После её кончины за кем, бабуля, ты только не ухаживала. И всегда с любовью и всепрощением, пониманием. Бывало, придёшь к тебе, а ты начинаешь вспоминать свою молодость, работу в больнице. Называешь больных по именам, рассказываешь такие вещи, от которых душа переворачивается. Всех помнишь и за каждого вздыхаешь перед Чудотворной иконой.
Ты нам открыла, что смерти нет. Твой уход был таким внезапным, что я до сих пор не осознаю до конца, почему не вижу тебя на твоём месте в храме и в трапезной. Горит свет в твоём окне и кажется, что это ты там читаешь вечернее правило. А там уже живет другая сестра.
Ты соединила для нас два мира в один. За тебя не страшно. У кого-то даже возникло желание искреннее лечь рядом с тобой в соседний гроб, потому что с тобой ничего не страшно, ты приблизила к нам Господа своим уходом.

… А меня за незлобие принял Ты и утвердил меня пред Собою навеки (Пс.37:13)

Каждый человек красив душой. У каждого из нас свой почерк и своя сокровищница. Твоя душа, мать Феврония, владела редким богатством. Ей от Господа были вручены два таланта: кротость и дар материнства.
«Ну и подумаешь, кротость!» — говорим мы, носители мятежного духа. Нам всё не то: хотим революцию, иной уровень жизни и других детей — послушных и умненьких. А сами живём как потребители и не можем создать для других ничего настоящего и ценного. Даже открытку на день рождения друга подписать своими словами не в состоянии.
Кротость, незлобие, смирение — редкие в наше время качества. Множество подделок и имитаций, но подлинное богатство сердца с ними не поставишь в один ряд. Незлобие и не осуждение — штучный товар. Присмотрись, приобрети его, моя душа. Спасибо тебе, мать Феврония, что ты нам показала, как это вообще бывает не в теории.
Но мы больше не благословляем этот мир. Не печёмся о нем, не болезнуем, и не радуемся другим людям. Нас редко что может удивить. Мы не отцы и не матери в своей семье, в своей стране.
Отечественная революция и западные ценности убили в нашем народе чувство сострадания и ответственности за другого человека. Мы усталы и равнодушны. Нам жаль терять время на чужие проблемы. Мы потеряли желание общаться вживую. Да и зачем?
Нам кажется странным, что некоторые «фанатики» хранят верность идеалам и своей любви, не воруют с работы «списанный товар», проводят выходные в поисковых отрядах или в домах престарелых. Собираются вместе после службы, чтобы почувствовать себя в большой семье. Называют друг друга «сестра во Христе», «батюшка».
Мы тянулись к мать Февронии. Она не могла дать нам чего-то сверх духовного: назидания, непрестанной молитвы, цитирования святых отцов. Но она приближала к нам служение Божией Матери и Жен Мироносиц. Она дарила нам материнскую нежность, время, внимание, выслушивала не перебивая. Для неё каждый человек, с которым ей доводилось общаться, становился центром вселенной.
Бабушка, мы осиротели. Такой как ты у нас больше нет. Океан любви покинул нас и перешёл в другое измерение.

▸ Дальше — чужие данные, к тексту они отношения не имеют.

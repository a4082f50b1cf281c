//! SUOF: signed engine images for the FCU authentication path

use super::checksum;
use super::reader::{checked_range, cstr_at, FromReader, Reader};
use crate::error::{QatError, Result};
use bytes::Bytes;
use qat_chip::fwfmt::{suof, CHUNK_ID_LEN};
use tracing::debug;

/// A signed image: CSS header, public key, signature and payload.
///
/// Also used for the MMP blob, which is a signed image with no AE-mode
/// metadata.
#[derive(Debug, Clone)]
pub struct SignedImage {
    data: Bytes,
}

impl SignedImage {
    const MODULUS: usize = suof::CSS_HDR_LEN;
    const EXPONENT: usize = Self::MODULUS + suof::CSS_MODULUS_LEN;
    const SIGNATURE: usize = Self::EXPONENT + suof::CSS_EXPONENT_LEN;

    /// Wrap a signed blob after checking its length.
    ///
    /// # Errors
    ///
    /// Returns `MalformedFirmware` if the blob cannot hold the metadata its
    /// CSS firmware type requires, or exceeds the largest image accepted.
    pub fn new(data: Bytes) -> Result<Self> {
        if data.len() < suof::AE_IMG_OFFSET {
            return Err(QatError::malformed(format!(
                "signed image of {} bytes has no room for its CSS header",
                data.len()
            )));
        }
        let image = Self { data };
        let min = match image.fw_type() {
            suof::CSS_AE_FIRMWARE => suof::AE_IMG_OFFSET + suof::AE_MODE_LEN + suof::INIT_SEQ_LEN,
            _ => suof::AE_IMG_OFFSET,
        };
        let len = image.data.len();
        if len < min || len > suof::AE_IMG_OFFSET + suof::MAX_IMAGE_LEN {
            return Err(QatError::malformed(format!(
                "signed image of {len} bytes outside {min}..={}",
                suof::AE_IMG_OFFSET + suof::MAX_IMAGE_LEN
            )));
        }
        Ok(image)
    }

    /// Whole image.
    pub fn as_bytes(&self) -> &[u8] {
        &self.data
    }

    /// Total length.
    pub fn len(&self) -> usize {
        self.data.len()
    }

    /// Always false; construction rejects short images.
    pub fn is_empty(&self) -> bool {
        self.data.is_empty()
    }

    /// CSS header.
    pub fn css_header(&self) -> &[u8] {
        &self.data[..Self::MODULUS]
    }

    /// RSA modulus.
    pub fn modulus(&self) -> &[u8] {
        &self.data[Self::MODULUS..Self::EXPONENT]
    }

    /// RSA exponent.
    pub fn exponent(&self) -> &[u8] {
        &self.data[Self::EXPONENT..Self::SIGNATURE]
    }

    /// Signature.
    pub fn signature(&self) -> &[u8] {
        &self.data[Self::SIGNATURE..suof::AE_IMG_OFFSET]
    }

    /// Signed payload: AE-mode metadata, init sequence and instructions
    /// for AE firmware; opaque for MMP firmware.
    pub fn payload(&self) -> &[u8] {
        &self.data[suof::AE_IMG_OFFSET..]
    }

    /// CSS firmware type.
    pub fn fw_type(&self) -> u32 {
        let off = suof::CSS_FW_TYPE_OFFSET;
        let mut raw = [0u8; 4];
        raw.copy_from_slice(&self.data[off..off + 4]);
        u32::from_le_bytes(raw)
    }

    /// Whether this is AE firmware (as opposed to MMP).
    pub fn is_ae_firmware(&self) -> bool {
        self.fw_type() == suof::CSS_AE_FIRMWARE
    }
}

/// AE-mode metadata at the front of a signed AE image's payload.
#[derive(Debug, Clone, PartialEq, Eq)]
pub struct AeMode {
    /// File id
    pub file_id: u32,
    /// Major version
    pub maj_ver: u16,
    /// Minor version
    pub min_ver: u16,
    /// Product types the image is signed for
    pub dev_type: u32,
    /// Highest supported revision
    pub devmax_ver: u16,
    /// Lowest supported revision
    pub devmin_ver: u16,
    /// Engines the image targets
    pub ae_mask: u32,
    /// Context enables
    pub ctx_enables: u32,
    /// Firmware type
    pub fw_type: u8,
    /// Context mode
    pub ctx_mode: u8,
    /// NN mode
    pub nn_mode: u8,
    /// LM0 mode
    pub lm0_mode: u8,
    /// LM1 mode
    pub lm1_mode: u8,
    /// Shared control store mode
    pub cs_mode: u8,
    /// LM2 mode
    pub lm2_mode: u8,
    /// LM3 mode
    pub lm3_mode: u8,
    /// Thread index mode
    pub tindex_mode: u8,
}

impl FromReader for AeMode {
    const SIZE: usize = 33;

    fn read(r: &mut Reader<'_>) -> Result<Self> {
        Ok(Self {
            file_id: r.u32()?,
            maj_ver: r.u16()?,
            min_ver: r.u16()?,
            dev_type: r.u32()?,
            devmax_ver: r.u16()?,
            devmin_ver: r.u16()?,
            ae_mask: r.u32()?,
            ctx_enables: r.u32()?,
            fw_type: r.u8()?,
            ctx_mode: r.u8()?,
            nn_mode: r.u8()?,
            lm0_mode: r.u8()?,
            lm1_mode: r.u8()?,
            cs_mode: r.u8()?,
            lm2_mode: r.u8()?,
            lm3_mode: r.u8()?,
            tindex_mode: r.u8()?,
        })
    }
}

/// One image of a SUOF.
#[derive(Debug, Clone)]
pub struct SuofImage {
    /// Signed bytes as handed to the FCU
    pub signed: SignedImage,
    /// AE-mode metadata
    pub ae_mode: AeMode,
    /// Image name
    pub name: String,
}

impl SuofImage {
    fn parse(signed: SignedImage) -> Result<Self> {
        if !signed.is_ae_firmware() {
            return Err(QatError::malformed(format!(
                "SUOF image has CSS firmware type {}",
                signed.fw_type()
            )));
        }
        let meta = &signed.payload()[..suof::AE_MODE_LEN];
        let ae_mode = Reader::new(meta).read::<AeMode>()?;
        let name = cstr_at(&meta[..suof::APP_META_OFFSET], suof::NAME_OFFSET)?.to_string();
        Ok(Self { signed, ae_mode, name })
    }
}

struct ChunkHdr {
    offset: u64,
    size: u64,
}

impl FromReader for ChunkHdr {
    const SIZE: usize = suof::CHUNK_HDR_LEN;

    fn read(r: &mut Reader<'_>) -> Result<Self> {
        r.skip(CHUNK_ID_LEN)?;
        Ok(Self {
            offset: r.u64()?,
            size: r.u64()?,
        })
    }
}

/// Parsed SUOF.
#[derive(Debug, Clone)]
pub struct Suof {
    /// Images in load order. The last image targeting engine 0 swaps places
    /// with the final image so that engine 0 is loaded after every other
    /// engine.
    pub images: Vec<SuofImage>,
    strings: Bytes,
}

impl Suof {
    /// Validate a SUOF file and split it into signed images.
    ///
    /// # Errors
    ///
    /// Returns `MalformedFirmware` on a bad file id, version, firmware type
    /// or checksum, too few chunks, or any chunk or image out of bounds.
    pub fn parse(blob: &Bytes) -> Result<Self> {
        let mut r = Reader::new(blob);
        let fid = r.u32()?;
        if fid != suof::FID {
            return Err(QatError::malformed(format!("SUOF: bad file id {fid:#x}")));
        }
        let csum = r.u32()?;
        let min_ver = r.u8()?;
        let maj_ver = r.u8()?;
        let fw_type = r.u8()?;
        r.skip(1)?;
        let max_chunks = r.u16()?;
        let num_chunks = r.u16()?;

        if (maj_ver, min_ver) != (suof::MAJ_VER, suof::MIN_VER) {
            return Err(QatError::malformed(format!("SUOF: version {maj_ver}.{min_ver}")));
        }
        if fw_type != 0 {
            return Err(QatError::malformed(format!("SUOF: firmware type {fw_type}")));
        }
        checksum::verify("SUOF", csum, &blob[suof::CSUM_START..])?;
        if num_chunks <= 1 || num_chunks > max_chunks {
            return Err(QatError::malformed(format!(
                "SUOF: {num_chunks} chunks (max {max_chunks})"
            )));
        }

        let chunks = (0..num_chunks)
            .map(|_| {
                let c: ChunkHdr = r.read()?;
                checked_range(blob.len(), c.offset, c.size, "SUOF chunk")
            })
            .collect::<Result<Vec<_>>>()?;

        let strt = &chunks[0];
        let strt_len = Reader::at(blob, strt.start)?.u32()?;
        let body = checked_range(strt.len(), 4, u64::from(strt_len), "SUOF string table")?;
        let strings = blob.slice(strt.start + body.start..strt.start + body.end);

        let mut images = chunks[1..]
            .iter()
            .map(|range| {
                let mut r = Reader::at(blob, range.start)?;
                let img_len = r.u32()?;
                r.skip(4)?;
                let img = checked_range(
                    range.len(),
                    suof::OBJ_HDR_LEN as u64,
                    u64::from(img_len),
                    "SUOF image",
                )?;
                let signed = SignedImage::new(blob.slice(range.start + img.start..range.start + img.end))?;
                SuofImage::parse(signed)
            })
            .collect::<Result<Vec<_>>>()?;

        if let Some(pos) = images.iter().rposition(|i| i.ae_mode.ae_mask & 1 != 0) {
            let last = images.len() - 1;
            images.swap(pos, last);
        }
        for img in &images {
            debug!("SUOF: image {} ae_mask {:#x}", img.name, img.ae_mode.ae_mask);
        }
        Ok(Self { images, strings })
    }

    /// Check every image against the device.
    ///
    /// # Errors
    ///
    /// Returns `MalformedFirmware` for an image not signed for `prod_type`
    /// or whose revision range excludes `revision`.
    pub fn check_images(&self, prod_type: u32, revision: u32) -> Result<()> {
        for img in &self.images {
            let m = &img.ae_mode;
            if m.dev_type & prod_type == 0 {
                return Err(QatError::malformed(format!(
                    "SUOF image {} signed for device type {:#x}, device is {prod_type:#x}",
                    img.name, m.dev_type
                )));
            }
            let range = u32::from(m.devmin_ver)..=u32::from(m.devmax_ver);
            if !range.contains(&revision) {
                return Err(QatError::malformed(format!(
                    "SUOF image {} supports revisions {range:?}, device is {revision}",
                    img.name
                )));
            }
        }
        Ok(())
    }

    /// String at `offset` of the SUOF string table.
    ///
    /// # Errors
    ///
    /// Returns `MalformedFirmware` for an offset outside the table.
    pub fn string(&self, offset: u32) -> Result<&str> {
        cstr_at(&self.strings, offset as usize)
    }
}

#[cfg(test)]
mod tests {
    use super::*;
    use crate::testing::{signed_blob, SuofBuilder};
    use qat_chip::variant::prod_type;

    #[test]
    fn engine_zero_image_is_loaded_last() {
        let blob = SuofBuilder::new(prod_type::C62X)
            .image("ae0", 0x1, &[0x11; 16])
            .image("rest", 0x3fe, &[0x22; 16])
            .build();
        let suof = Suof::parse(&blob).unwrap();
        let names: Vec<_> = suof.images.iter().map(|i| i.name.as_str()).collect();
        assert_eq!(names, ["rest", "ae0"]);
        assert_eq!(suof.images[1].ae_mode.ae_mask, 0x1);
    }

    #[test]
    fn last_engine_zero_image_takes_the_final_slot() {
        let blob = SuofBuilder::new(prod_type::C62X)
            .image("a", 0x1, &[0x11; 8])
            .image("b", 0x6, &[0x22; 8])
            .image("c", 0x3, &[0x33; 8])
            .image("d", 0x8, &[0x44; 8])
            .build();
        let suof = Suof::parse(&blob).unwrap();
        let names: Vec<_> = suof.images.iter().map(|i| i.name.as_str()).collect();
        assert_eq!(names, ["a", "b", "d", "c"]);
        assert_eq!(suof.images[3].ae_mode.ae_mask & 1, 1);
    }

    #[test]
    fn signed_image_regions() {
        let blob = SuofBuilder::new(prod_type::C62X).image("a", 0x2, &[0xab; 8]).build();
        let img = &Suof::parse(&blob).unwrap().images[0];
        let s = &img.signed;
        assert_eq!(s.css_header().len(), suof::CSS_HDR_LEN);
        assert_eq!(s.modulus().len(), suof::CSS_MODULUS_LEN);
        assert_eq!(s.signature().len(), suof::CSS_SIGNATURE_LEN);
        assert_eq!(s.len(), suof::AE_IMG_OFFSET + suof::AE_MODE_LEN + suof::INIT_SEQ_LEN + 8);
        assert_eq!(&s.payload()[suof::AE_MODE_LEN + suof::INIT_SEQ_LEN..], &[0xab; 8]);
        assert!(s.is_ae_firmware());
    }

    #[test]
    fn device_type_and_revision_are_checked() {
        let suof = Suof::parse(&SuofBuilder::new(prod_type::C62X).image("a", 0x2, &[]).build()).unwrap();
        assert!(suof.check_images(prod_type::C62X, 0).is_ok());
        assert!(matches!(
            suof.check_images(prod_type::C3XXX, 0).unwrap_err(),
            QatError::MalformedFirmware { .. }
        ));
        assert!(suof.check_images(prod_type::C62X, 0x1000).is_err());
    }

    #[test]
    fn short_mmp_is_rejected() {
        assert!(SignedImage::new(Bytes::from(vec![0u8; 100])).is_err());
        let mmp = SignedImage::new(signed_blob(suof::CSS_MMP_FIRMWARE, &[1, 2, 3])).unwrap();
        assert!(!mmp.is_ae_firmware());
        assert_eq!(mmp.payload(), &[1, 2, 3]);
    }

    #[test]
    fn checksum_and_fw_type_are_verified() {
        let blob = SuofBuilder::new(prod_type::C62X).image("a", 0x2, &[]).build();
        let mut bad = blob.to_vec();
        bad[10] = 1;
        assert!(Suof::parse(&Bytes::from(bad)).is_err());
        let mut bad = blob.to_vec();
        let last = bad.len() - 1;
        bad[last] ^= 0xff;
        assert!(Suof::parse(&Bytes::from(bad)).is_err());
    }
}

… Ибо у Тебя источник жизни, во свете Твоём мы увидим свет (Пс.35:10)

Мы боимся смерти. Мы религиозно образованны и «знаем» что нас ждёт в первый, в третий, и в девятый день по кончине. Мы читали рассказы о том, кто является за душой и как это происходит. Мы боимся страха и забываем Бога. Утешают лишь рассказы вернувшихся «оттуда», как их приветствуют давно умершие родственники и знакомые.
Когда я буду умирать, хочу увидеть среди встречающих мою душу в ином мире и мать Февронию. Чтобы она позвала меня своей пухленькой ручкой и мы бы полетели к Боженьке. Тогда будет светло и спокойно, несуетливо и не страшно.
… Для нас мать Феврония жива, как живы и все наши родные.
Хочется повторить за Арсением Тарковским:

<…> Бессмертны все. Бессмертно всё. Не надо
Бояться смерти ни в семнадцать лет,
Ни в семьдесят. Есть только явь и свет,
Ни тьмы, ни смерти нет на этом свете.
Мы все уже на берегу морском,
И я из тех, кто выбирает сети,
Когда идет бессмертье косяком <…>

А часы на монастырской колокольне пробили час ночи, и сестры бесшумно выходят их храма в новый день.